**Problem requirements**: Print every line below without adding or leaving out a single word.

**Provided records**:
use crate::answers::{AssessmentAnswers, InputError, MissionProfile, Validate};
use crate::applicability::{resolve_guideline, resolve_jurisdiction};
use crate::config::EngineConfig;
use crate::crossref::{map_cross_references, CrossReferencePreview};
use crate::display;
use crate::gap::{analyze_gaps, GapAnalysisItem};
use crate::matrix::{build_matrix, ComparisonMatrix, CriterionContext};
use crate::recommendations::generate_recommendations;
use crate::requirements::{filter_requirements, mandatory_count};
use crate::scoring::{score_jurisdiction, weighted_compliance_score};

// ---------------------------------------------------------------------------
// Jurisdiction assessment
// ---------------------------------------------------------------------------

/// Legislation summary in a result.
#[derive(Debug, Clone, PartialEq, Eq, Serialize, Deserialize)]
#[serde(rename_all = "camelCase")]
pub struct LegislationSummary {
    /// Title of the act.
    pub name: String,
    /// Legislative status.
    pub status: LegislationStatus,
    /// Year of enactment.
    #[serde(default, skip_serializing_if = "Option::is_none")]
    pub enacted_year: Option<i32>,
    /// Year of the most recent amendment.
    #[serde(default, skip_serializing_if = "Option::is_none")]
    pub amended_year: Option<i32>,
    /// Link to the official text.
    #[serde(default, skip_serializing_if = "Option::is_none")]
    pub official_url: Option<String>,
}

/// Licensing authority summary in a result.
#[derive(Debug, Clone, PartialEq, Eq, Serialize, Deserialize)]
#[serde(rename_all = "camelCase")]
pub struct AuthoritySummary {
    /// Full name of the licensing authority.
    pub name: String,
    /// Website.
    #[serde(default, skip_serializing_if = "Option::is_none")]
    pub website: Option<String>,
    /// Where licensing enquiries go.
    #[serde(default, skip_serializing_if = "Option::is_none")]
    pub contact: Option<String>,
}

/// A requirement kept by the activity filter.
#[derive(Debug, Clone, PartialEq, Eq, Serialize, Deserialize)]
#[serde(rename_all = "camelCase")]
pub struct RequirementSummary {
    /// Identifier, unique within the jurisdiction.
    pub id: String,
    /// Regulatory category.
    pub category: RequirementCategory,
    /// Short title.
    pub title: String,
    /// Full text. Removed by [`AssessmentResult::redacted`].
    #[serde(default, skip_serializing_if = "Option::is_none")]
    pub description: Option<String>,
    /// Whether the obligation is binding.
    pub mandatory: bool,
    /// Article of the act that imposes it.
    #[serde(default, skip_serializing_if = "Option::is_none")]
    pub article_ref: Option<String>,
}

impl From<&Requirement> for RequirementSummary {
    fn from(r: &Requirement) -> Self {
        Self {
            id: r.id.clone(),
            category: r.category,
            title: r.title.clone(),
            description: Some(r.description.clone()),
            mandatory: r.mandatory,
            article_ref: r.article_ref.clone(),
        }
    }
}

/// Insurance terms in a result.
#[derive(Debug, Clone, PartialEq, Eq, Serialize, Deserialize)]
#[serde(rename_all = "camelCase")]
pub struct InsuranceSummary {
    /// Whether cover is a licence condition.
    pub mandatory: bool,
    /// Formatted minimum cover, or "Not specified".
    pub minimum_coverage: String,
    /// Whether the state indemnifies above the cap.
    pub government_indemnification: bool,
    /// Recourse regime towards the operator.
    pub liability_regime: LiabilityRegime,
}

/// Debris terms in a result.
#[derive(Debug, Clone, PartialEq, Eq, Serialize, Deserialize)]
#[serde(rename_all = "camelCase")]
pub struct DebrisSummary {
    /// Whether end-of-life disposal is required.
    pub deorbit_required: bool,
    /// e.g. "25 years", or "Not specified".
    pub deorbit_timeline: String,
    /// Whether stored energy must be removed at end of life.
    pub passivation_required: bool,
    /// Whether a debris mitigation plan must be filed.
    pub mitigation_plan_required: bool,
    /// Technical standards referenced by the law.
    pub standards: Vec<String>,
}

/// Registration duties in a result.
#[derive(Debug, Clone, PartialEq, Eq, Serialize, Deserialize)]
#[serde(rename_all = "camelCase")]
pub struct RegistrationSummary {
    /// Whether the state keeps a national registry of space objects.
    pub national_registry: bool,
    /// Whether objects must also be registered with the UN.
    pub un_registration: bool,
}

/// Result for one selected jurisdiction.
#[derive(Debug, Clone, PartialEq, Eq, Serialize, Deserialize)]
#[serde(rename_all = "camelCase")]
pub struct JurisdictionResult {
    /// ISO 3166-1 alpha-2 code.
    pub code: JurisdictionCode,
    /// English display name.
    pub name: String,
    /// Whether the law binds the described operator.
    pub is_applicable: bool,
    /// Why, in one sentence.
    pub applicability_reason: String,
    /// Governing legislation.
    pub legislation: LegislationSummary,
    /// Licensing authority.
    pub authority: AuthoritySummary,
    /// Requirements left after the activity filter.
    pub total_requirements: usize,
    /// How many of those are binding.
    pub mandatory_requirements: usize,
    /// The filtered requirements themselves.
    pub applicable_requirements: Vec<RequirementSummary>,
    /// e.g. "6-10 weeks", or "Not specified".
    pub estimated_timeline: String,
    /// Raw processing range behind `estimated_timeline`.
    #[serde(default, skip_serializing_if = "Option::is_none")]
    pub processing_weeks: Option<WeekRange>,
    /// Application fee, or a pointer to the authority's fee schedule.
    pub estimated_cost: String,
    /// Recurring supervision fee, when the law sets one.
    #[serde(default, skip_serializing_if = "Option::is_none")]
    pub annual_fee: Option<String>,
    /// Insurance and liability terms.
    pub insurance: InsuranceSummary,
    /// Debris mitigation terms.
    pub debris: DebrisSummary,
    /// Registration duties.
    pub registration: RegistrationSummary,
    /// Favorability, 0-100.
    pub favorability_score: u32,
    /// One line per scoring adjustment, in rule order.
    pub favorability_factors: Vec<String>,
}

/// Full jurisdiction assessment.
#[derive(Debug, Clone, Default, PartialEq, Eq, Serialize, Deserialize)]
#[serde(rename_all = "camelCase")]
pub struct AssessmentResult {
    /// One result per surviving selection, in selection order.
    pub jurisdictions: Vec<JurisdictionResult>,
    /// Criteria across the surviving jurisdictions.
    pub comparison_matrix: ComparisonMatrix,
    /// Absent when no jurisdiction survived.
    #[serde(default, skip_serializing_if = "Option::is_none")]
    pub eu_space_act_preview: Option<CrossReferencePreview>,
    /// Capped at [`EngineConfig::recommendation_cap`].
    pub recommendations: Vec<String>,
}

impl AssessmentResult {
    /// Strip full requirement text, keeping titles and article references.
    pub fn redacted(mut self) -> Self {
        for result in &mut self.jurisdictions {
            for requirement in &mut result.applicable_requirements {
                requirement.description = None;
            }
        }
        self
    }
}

**Solution to this exercise**:
use crate::answers::{AssessmentAnswers, InputError, MissionProfile, Validate};
use crate::applicability::{resolve_guideline, resolve_jurisdiction};
use crate::config::EngineConfig;
use crate::crossref::{map_cross_references, CrossReferencePreview};
use crate::display;
use crate::gap::{analyze_gaps, GapAnalysisItem};
use crate::matrix::{build_matrix, ComparisonMatrix, CriterionContext};
use crate::recommendations::generate_recommendations;
use crate::requirements::{filter_requirements, mandatory_count};
use crate::scoring::{score_jurisdiction, weighted_compliance_score};

// ---------------------------------------------------------------------------
// Jurisdiction assessment
// ---------------------------------------------------------------------------

/// Legislation summary in a result.
#[derive(Debug, Clone, PartialEq, Eq, Serialize, Deserialize)]
#[serde(rename_all = "camelCase")]
pub struct LegislationSummary {
    /// Title of the act.
    pub name: String,
    /// Legislative status.
    pub status: LegislationStatus,
    /// Year of enactment.
    #[serde(default, skip_serializing_if = "Option::is_none")]
    pub enacted_year: Option<i32>,
    /// Year of the most recent amendment.
    #[serde(default, skip_serializing_if = "Option::is_none")]
    pub amended_year: Option<i32>,
    /// Link to the official text.
    #[serde(default, skip_serializing_if = "Option::is_none")]
    pub official_url: Option<String>,
}

/// Licensing authority summary in a result.
#[derive(Debug, Clone, PartialEq, Eq, Serialize, Deserialize)]
#[serde(rename_all = "camelCase")]
pub struct AuthoritySummary {
    /// Full name of the licensing authority.
    pub name: String,
    /// Website.
    #[serde(default, skip_serializing_if = "Option::is_none")]
    pub website: Option<String>,
    /// Where licensing enquiries go.
    #[serde(default, skip_serializing_if = "Option::is_none")]
    pub contact: Option<String>,
}

/// A requirement kept by the activity filter.
#[derive(Debug, Clone, PartialEq, Eq, Serialize, Deserialize)]
#[serde(rename_all = "camelCase")]
pub struct RequirementSummary {
    /// Identifier, unique within the jurisdiction.
    pub id: String,
    /// Regulatory category.
    pub category: RequirementCategory,
    /// Short title.
    pub title: String,
    /// Full text. Removed by [`AssessmentResult::redacted`].
    #[serde(default, skip_serializing_if = "Option::is_none")]
    pub description: Option<String>,
    /// Whether the obligation is binding.
    pub mandatory: bool,
    /// Article of the act that imposes it.
    #[serde(default, skip_serializing_if = "Option::is_none")]
    pub article_ref: Option<String>,
}

impl From<&Requirement> for RequirementSummary {
    fn from(r: &Requirement) -> Self {
        Self {
            id: r.id.clone(),
            category: r.category,
            title: r.title.clone(),
            description: Some(r.description.clone()),
            mandatory: r.mandatory,
            article_ref: r.article_ref.clone(),
        }
    }
}

/// Insurance terms in a result.
#[derive(Debug, Clone, PartialEq, Eq, Serialize, Deserialize)]
#[serde(rename_all = "camelCase")]
pub struct InsuranceSummary {
    /// Whether cover is a licence condition.
    pub mandatory: bool,
    /// Formatted minimum cover, or "Not specified".
    pub minimum_coverage: String,
    /// Whether the state indemnifies above the cap.
    pub government_indemnification: bool,
    /// Recourse regime towards the operator.
    pub liability_regime: LiabilityRegime,
}

/// Debris terms in a result.
#[derive(Debug, Clone, PartialEq, Eq, Serialize, Deserialize)]
#[serde(rename_all = "camelCase")]
pub struct DebrisSummary {
    /// Whether end-of-life disposal is required.
    pub deorbit_required: bool,
    /// e.g. "25 years", or "Not specified".
    pub deorbit_timeline: String,
    /// Whether stored energy must be removed at end of life.
    pub passivation_required: bool,
    /// Whether a debris mitigation plan must be filed.
    pub mitigation_plan_required: bool,
    /// Technical standards referenced by the law.
    pub standards: Vec<String>,
}

/// Registration duties in a result.
#[derive(Debug, Clone, PartialEq, Eq, Serialize, Deserialize)]
#[serde(rename_all = "camelCase")]
pub struct RegistrationSummary {
    /// Whether the state keeps a national registry of space objects.
    pub national_registry: bool,
    /// Whether objects must also be registered with the UN.
    pub un_registration: bool,
}

/// Result for one selected jurisdiction.
#[derive(Debug, Clone, PartialEq, Eq, Serialize, Deserialize)]
#[serde(rename_all = "camelCase")]
pub struct JurisdictionResult {
    /// ISO 3166-1 alpha-2 code.
    pub code: JurisdictionCode,
    /// English display name.
    pub name: String,
    /// Whether the law binds the described operator.
    pub is_applicable: bool,
    /// Why, in one sentence.
    pub applicability_reason: String,
    /// Governing legislation.
    pub legislation: LegislationSummary,
    /// Licensing authority.
    pub authority: AuthoritySummary,
    /// Requirements left after the activity filter.
    pub total_requirements: usize,
    /// How many of those are binding.
    pub mandatory_requirements: usize,
    /// The filtered requirements themselves.
    pub applicable_requirements: Vec<RequirementSummary>,
    /// e.g. "6-10 weeks", or "Not specified".
    pub estimated_timeline: String,
    /// Raw processing range behind `estimated_timeline`.
    #[serde(default, skip_serializing_if = "Option::is_none")]
    pub processing_weeks: Option<WeekRange>,
    /// Application fee, or a pointer to the authority's fee schedule.
    pub estimated_cost: String,
    /// Recurring supervision fee, when the law sets one.
    #[serde(default, skip_serializing_if = "Option::is_none")]
    pub annual_fee: Option<String>,
    /// Insurance and liability terms.
    pub insurance: InsuranceSummary,
    /// Debris mitigation terms.
    pub debris: DebrisSummary,
    /// Registration duties.
    pub registration: RegistrationSummary,
    /// Favorability, 0-100.
    pub favorability_score: u32,
    /// One line per scoring adjustment, in rule order.
    pub favorability_factors: Vec<String>,
}

/// Full jurisdiction assessment.
#[derive(Debug, Clone, Default, PartialEq, Eq, Serialize, Deserialize)]
#[serde(rename_all = "camelCase")]
pub struct AssessmentResult {
    /// One result per surviving selection, in selection order.
    pub jurisdictions: Vec<JurisdictionResult>,
    /// Criteria across the surviving jurisdictions.
    pub comparison_matrix: ComparisonMatrix,
    /// Absent when no jurisdiction survived.
    #[serde(default, skip_serializing_if = "Option::is_none")]
    pub eu_space_act_preview: Option<CrossReferencePreview>,
    /// Capped at [`EngineConfig::recommendation_cap`].
    pub recommendations: Vec<String>,
}

impl AssessmentResult {
    /// Strip full requirement text, keeping titles and article references.
    pub fn redacted(mut self) -> Self {
        for result in &mut self.jurisdictions {
            for requirement in &mut result.applicable_requirements {
                requirement.description = None;
            }
        }
        self
    }
}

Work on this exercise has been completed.